Extracted information START

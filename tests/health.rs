use anyhow::Result;
use axum::http::StatusCode;

mod common;

#[tokio::test]
async fn health_endpoint_reports_db_ok() -> Result<()> {
    let db = common::test_db().await?;
    let app = common::app(&db.pool);

    let (status, v) = common::send(&app, "GET", "/api/health", None, None).await?;
    assert_eq!(status, StatusCode::OK, "health endpoint did not return 200");

    let db_ok = v.get("dbOk").and_then(|b| b.as_bool()).unwrap_or(false);
    assert!(db_ok, "expected dbOk: true, got: {}", v);

    Ok(())
}

#[tokio::test]
async fn openapi_document_is_served() -> Result<()> {
    let db = common::test_db().await?;
    let doc = preorder::docs::build_openapi(8000)?;
    let app = common::app(&db.pool).merge(preorder::docs::swagger_routes(doc)?);

    let (status, v) = common::send(&app, "GET", "/api-docs/openapi.json", None, None).await?;
    assert_eq!(status, StatusCode::OK);
    assert!(v["paths"].get("/admin/disable-user").is_some());

    Ok(())
}
#[cfg(test)]
mod tests {
    use super::*;
    use serde_json::json;

    fn ctx(id: Uuid, email: &str, is_admin: bool) -> EvaluationContext {
        EvaluationContext::new(id, email, is_admin, Utc::now())
    }

    fn account_doc(id: Uuid, email: &str, is_admin: bool) -> Document {
        Document::from_value(json!({
            "id": id.to_string(),
            "email": email,
            "displayName": "Someone",
            "isAdmin": is_admin,
            "disabled": false,
            "createdAt": "2025-01-01T00:00:00+00:00",
            "updatedAt": "2025-01-01T00:00:00+00:00"
        }))
        .unwrap()
    }

    fn order_doc(creator: Uuid, email: &str, created_at: DateTime<Utc>, status: &str) -> Document {
        Document::from_value(json!({
            "id": Uuid::new_v4().to_string(),
            "creatorId": creator.to_string(),
            "creatorEmail": email,
            "createdAt": created_at.to_rfc3339(),
            "updatedAt": created_at.to_rfc3339(),
            "status": status,
            "customerName": "Grace",
            "vehicleModel": "Model Y",
            "msrpCents": 4_500_000,
            "notes": null
        }))
        .unwrap()
    }

    fn eval(op: Operation, rt: RecordType, existing: Option<&Document>, proposed: Option<&Document>, ctx: &EvaluationContext) -> Decision {
        DefaultPolicyEvaluator::new().evaluate(op, rt, existing, proposed, ctx)
    }

    // --- accounts ---

    #[test]
    fn account_create_as_admin_is_always_denied() {
        for caller_is_admin in [false, true] {
            let id = Uuid::new_v4();
            let c = ctx(id, "u@example.com", caller_is_admin);
            let doc = account_doc(id, "u@example.com", true);
            assert_eq!(
                eval(Operation::Create, RecordType::Account, None, Some(&doc), &c),
                Decision::Deny(DenyReason::SelfEscalation)
            );
        }
    }

    #[test]
    fn account_create_with_flag_omitted_or_false_is_allowed() {
        let id = Uuid::new_v4();
        let c = ctx(id, "u@example.com", false);
        let with_false = account_doc(id, "u@example.com", false);
        let omitted = with_false.clone().without("isAdmin").without("disabled");

        assert!(eval(Operation::Create, RecordType::Account, None, Some(&with_false), &c).is_allowed());
        assert!(eval(Operation::Create, RecordType::Account, None, Some(&omitted), &c).is_allowed());
    }

    #[test]
    fn account_create_for_someone_else_or_other_email_is_denied() {
        let id = Uuid::new_v4();
        let c = ctx(id, "u@example.com", true);

        let other = account_doc(Uuid::new_v4(), "u@example.com", false);
        assert_eq!(eval(Operation::Create, RecordType::Account, None, Some(&other), &c), Decision::Deny(DenyReason::NotSubject));

        let wrong_email = account_doc(id, "x@example.com", false);
        assert_eq!(eval(Operation::Create, RecordType::Account, None, Some(&wrong_email), &c), Decision::Deny(DenyReason::EmailMismatch));
    }

    #[test]
    fn account_create_with_string_flag_is_denied() {
        let id = Uuid::new_v4();
        let c = ctx(id, "u@example.com", false);
        let doc = account_doc(id, "u@example.com", false).with("isAdmin", "false");
        assert_eq!(
            eval(Operation::Create, RecordType::Account, None, Some(&doc), &c),
            Decision::Deny(DenyReason::MalformedFlag("isAdmin"))
        );
    }

    #[test]
    fn account_read_owner_or_admin() {
        let owner = Uuid::new_v4();
        let doc = account_doc(owner, "o@example.com", false);

        assert!(eval(Operation::Read, RecordType::Account, Some(&doc), None, &ctx(owner, "o@example.com", false)).is_allowed());
        assert!(eval(Operation::Read, RecordType::Account, Some(&doc), None, &ctx(Uuid::new_v4(), "a@example.com", true)).is_allowed());
        assert!(!eval(Operation::Read, RecordType::Account, Some(&doc), None, &ctx(Uuid::new_v4(), "x@example.com", false)).is_allowed());
    }

    #[test]
    fn owner_may_rename_but_not_promote_or_disable() {
        let id = Uuid::new_v4();
        let existing = account_doc(id, "o@example.com", false);

        for caller_is_admin in [false, true] {
            let c = ctx(id, "o@example.com", caller_is_admin);
            let renamed = existing.clone().with("displayName", "New").with("updatedAt", "2025-02-01T00:00:00+00:00");
            assert!(eval(Operation::Update, RecordType::Account, Some(&existing), Some(&renamed), &c).is_allowed());

            let promoted = existing.clone().with("isAdmin", true);
            assert_eq!(
                eval(Operation::Update, RecordType::Account, Some(&existing), Some(&promoted), &c),
                Decision::Deny(DenyReason::SelfPrivilegeChange)
            );

            let disabled = existing.clone().with("disabled", true);
            assert_eq!(
                eval(Operation::Update, RecordType::Account, Some(&existing), Some(&disabled), &c),
                Decision::Deny(DenyReason::SelfPrivilegeChange)
            );
        }
    }

    #[test]
    fn admin_cannot_demote_themselves() {
        let id = Uuid::new_v4();
        let existing = account_doc(id, "a@example.com", true);
        let demoted = existing.clone().with("isAdmin", false);
        assert_eq!(
            eval(Operation::Update, RecordType::Account, Some(&existing), Some(&demoted), &ctx(id, "a@example.com", true)),
            Decision::Deny(DenyReason::SelfPrivilegeChange)
        );
    }

    #[test]
    fn admin_may_change_role_of_another_account() {
        let admin = ctx(Uuid::new_v4(), "a@example.com", true);
        let target = account_doc(Uuid::new_v4(), "b@example.com", false);

        let promoted = target.clone().with("isAdmin", true);
        assert!(eval(Operation::Update, RecordType::Account, Some(&target), Some(&promoted), &admin).is_allowed());

        let disabled = target.clone().with("disabled", true).with("disabledBy", admin.caller_id.to_string());
        assert!(eval(Operation::Update, RecordType::Account, Some(&target), Some(&disabled), &admin).is_allowed());

        let renamed = target.clone().with("displayName", "Hijacked");
        assert_eq!(
            eval(Operation::Update, RecordType::Account, Some(&target), Some(&renamed), &admin),
            Decision::Deny(DenyReason::FieldNotMutable("displayName".into()))
        );
    }

    #[test]
    fn non_admin_cannot_touch_other_accounts() {
        let target = account_doc(Uuid::new_v4(), "b@example.com", false);
        let promoted = target.clone().with("isAdmin", true);
        assert_eq!(
            eval(Operation::Update, RecordType::Account, Some(&target), Some(&promoted), &ctx(Uuid::new_v4(), "c@example.com", false)),
            Decision::Deny(DenyReason::NotSubject)
        );
    }

    #[test]
    fn email_and_id_are_immutable() {
        let id = Uuid::new_v4();
        let existing = account_doc(id, "o@example.com", false);
        let c = ctx(id, "o@example.com", false);

        let new_email = existing.clone().with("email", "p@example.com");
        assert_eq!(
            eval(Operation::Update, RecordType::Account, Some(&existing), Some(&new_email), &c),
            Decision::Deny(DenyReason::ImmutableField("email"))
        );
    }

    #[test]
    fn legacy_account_without_role_fields_is_evaluated_safely() {
        let id = Uuid::new_v4();
        let legacy = account_doc(id, "o@example.com", false).without("isAdmin").without("disabled");
        let c = ctx(id, "o@example.com", false);

        // Writing the defaults back is not a privilege change.
        let normalized = legacy.clone().with("isAdmin", false).with("disabled", false).with("displayName", "N");
        assert!(eval(Operation::Update, RecordType::Account, Some(&legacy), Some(&normalized), &c).is_allowed());

        let escalated = legacy.clone().with("isAdmin", true);
        assert_eq!(
            eval(Operation::Update, RecordType::Account, Some(&legacy), Some(&escalated), &c),
            Decision::Deny(DenyReason::SelfPrivilegeChange)
        );
    }

    #[test]
    fn accounts_are_never_deleted() {
        let id = Uuid::new_v4();
        let doc = account_doc(id, "o@example.com", true);
        assert_eq!(
            eval(Operation::Delete, RecordType::Account, Some(&doc), None, &ctx(Uuid::new_v4(), "a@example.com", true)),
            Decision::Deny(DenyReason::DeleteForbidden)
        );
    }

    // --- orders ---

    #[test]
    fn order_create_requires_stamped_identity_and_time() {
        let caller = Uuid::new_v4();
        let c = ctx(caller, "u1@example.com", false);

        let good = order_doc(caller, "u1@example.com", c.request_time, "FactoryOrder");
        assert!(eval(Operation::Create, RecordType::Order, None, Some(&good), &c).is_allowed());

        let forged = order_doc(Uuid::new_v4(), "u1@example.com", c.request_time, "FactoryOrder");
        assert_eq!(eval(Operation::Create, RecordType::Order, None, Some(&forged), &c), Decision::Deny(DenyReason::CreatorMismatch));

        let back_dated = order_doc(caller, "u1@example.com", c.request_time - chrono::Duration::seconds(5), "FactoryOrder");
        assert_eq!(eval(Operation::Create, RecordType::Order, None, Some(&back_dated), &c), Decision::Deny(DenyReason::CreatedAtMismatch));

        let delivered = order_doc(caller, "u1@example.com", c.request_time, "Delivered");
        assert_eq!(eval(Operation::Create, RecordType::Order, None, Some(&delivered), &c), Decision::Deny(DenyReason::InvalidStatus));
    }

    #[test]
    fn non_admin_cannot_read_foreign_order() {
        let u1 = Uuid::new_v4();
        let o1 = order_doc(u1, "u1@example.com", Utc::now(), "Locate");

        assert!(eval(Operation::Read, RecordType::Order, Some(&o1), None, &ctx(u1, "u1@example.com", false)).is_allowed());
        assert_eq!(
            eval(Operation::Read, RecordType::Order, Some(&o1), None, &ctx(Uuid::new_v4(), "u2@example.com", false)),
            Decision::Deny(DenyReason::NotOwner)
        );
        assert!(eval(Operation::Read, RecordType::Order, Some(&o1), None, &ctx(Uuid::new_v4(), "admin@example.com", true)).is_allowed());
    }

    #[test]
    fn immutable_order_fields_hold_for_owner_and_admin() {
        let u1 = Uuid::new_v4();
        let existing = order_doc(u1, "u1@example.com", Utc::now(), "Locate");

        for c in [ctx(u1, "u1@example.com", false), ctx(Uuid::new_v4(), "admin@example.com", true)] {
            for (field, value) in [
                ("creatorId", json!(Uuid::new_v4().to_string())),
                ("creatorEmail", json!("x@example.com")),
                ("createdAt", json!("2020-01-01T00:00:00+00:00")),
            ] {
                let changed = existing.clone().with(field, value);
                assert!(matches!(
                    eval(Operation::Update, RecordType::Order, Some(&existing), Some(&changed), &c),
                    Decision::Deny(DenyReason::ImmutableField(_))
                ));
            }
        }
    }

    #[test]
    fn owner_updates_are_limited_to_mutable_fields() {
        let u1 = Uuid::new_v4();
        let c = ctx(u1, "u1@example.com", false);
        let existing = order_doc(u1, "u1@example.com", Utc::now(), "Locate");

        let notes = existing.clone().with("notes", "call on Friday");
        assert!(eval(Operation::Update, RecordType::Order, Some(&existing), Some(&notes), &c).is_allowed());

        let price = existing.clone().with("msrpCents", 1);
        assert!(!eval(Operation::Update, RecordType::Order, Some(&existing), Some(&price), &c).is_allowed());

        let received = existing.clone().with("status", "Received");
        assert_eq!(
            eval(Operation::Update, RecordType::Order, Some(&existing), Some(&received), &c),
            Decision::Deny(DenyReason::StatusChangeRequiresAdmin)
        );
    }

    #[test]
    fn non_owner_non_admin_update_is_denied() {
        let existing = order_doc(Uuid::new_v4(), "u1@example.com", Utc::now(), "Locate");
        let notes = existing.clone().with("notes", "mine now");
        assert_eq!(
            eval(Operation::Update, RecordType::Order, Some(&existing), Some(&notes), &ctx(Uuid::new_v4(), "u2@example.com", false)),
            Decision::Deny(DenyReason::NotOwner)
        );
    }

    #[test]
    fn admin_status_changes_follow_the_state_machine() {
        let admin = ctx(Uuid::new_v4(), "admin@example.com", true);
        let existing = order_doc(Uuid::new_v4(), "u1@example.com", Utc::now(), "DealerExchange");

        let received = existing.clone().with("status", "Received").with("msrpCents", 10);
        assert!(eval(Operation::Update, RecordType::Order, Some(&existing), Some(&received), &admin).is_allowed());

        let skipped = existing.clone().with("status", "Delivered");
        assert_eq!(
            eval(Operation::Update, RecordType::Order, Some(&existing), Some(&skipped), &admin),
            Decision::Deny(DenyReason::IllegalTransition { from: OrderStatus::DealerExchange, to: OrderStatus::Delivered })
        );

        let delivered = order_doc(Uuid::new_v4(), "u1@example.com", Utc::now(), "Delivered");
        let reopened = delivered.clone().with("status", "Received");
        assert!(!eval(Operation::Update, RecordType::Order, Some(&delivered), Some(&reopened), &admin).is_allowed());
    }

    #[test]
    fn only_admins_delete_orders() {
        let u1 = Uuid::new_v4();
        let o = order_doc(u1, "u1@example.com", Utc::now(), "Locate");
        assert_eq!(
            eval(Operation::Delete, RecordType::Order, Some(&o), None, &ctx(u1, "u1@example.com", false)),
            Decision::Deny(DenyReason::NotAdmin)
        );
        assert!(eval(Operation::Delete, RecordType::Order, Some(&o), None, &ctx(Uuid::new_v4(), "a@example.com", true)).is_allowed());
    }

    #[test]
    fn legacy_order_without_creator_is_admin_only() {
        let legacy = order_doc(Uuid::new_v4(), "u1@example.com", Utc::now(), "Locate").without("creatorId");
        let anyone = ctx(Uuid::new_v4(), "u@example.com", false);
        assert!(!eval(Operation::Read, RecordType::Order, Some(&legacy), None, &anyone).is_allowed());
    }
}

Extracted information END

All lines of the records above that carry the word "docs" should be listed.

◆ Task answer:
    let doc = preorder::docs::build_openapi(8000)?;
    let app = common::app(&db.pool).merge(preorder::docs::swagger_routes(doc)?);
    let (status, v) = common::send(&app, "GET", "/api-docs/openapi.json", None, None).await?;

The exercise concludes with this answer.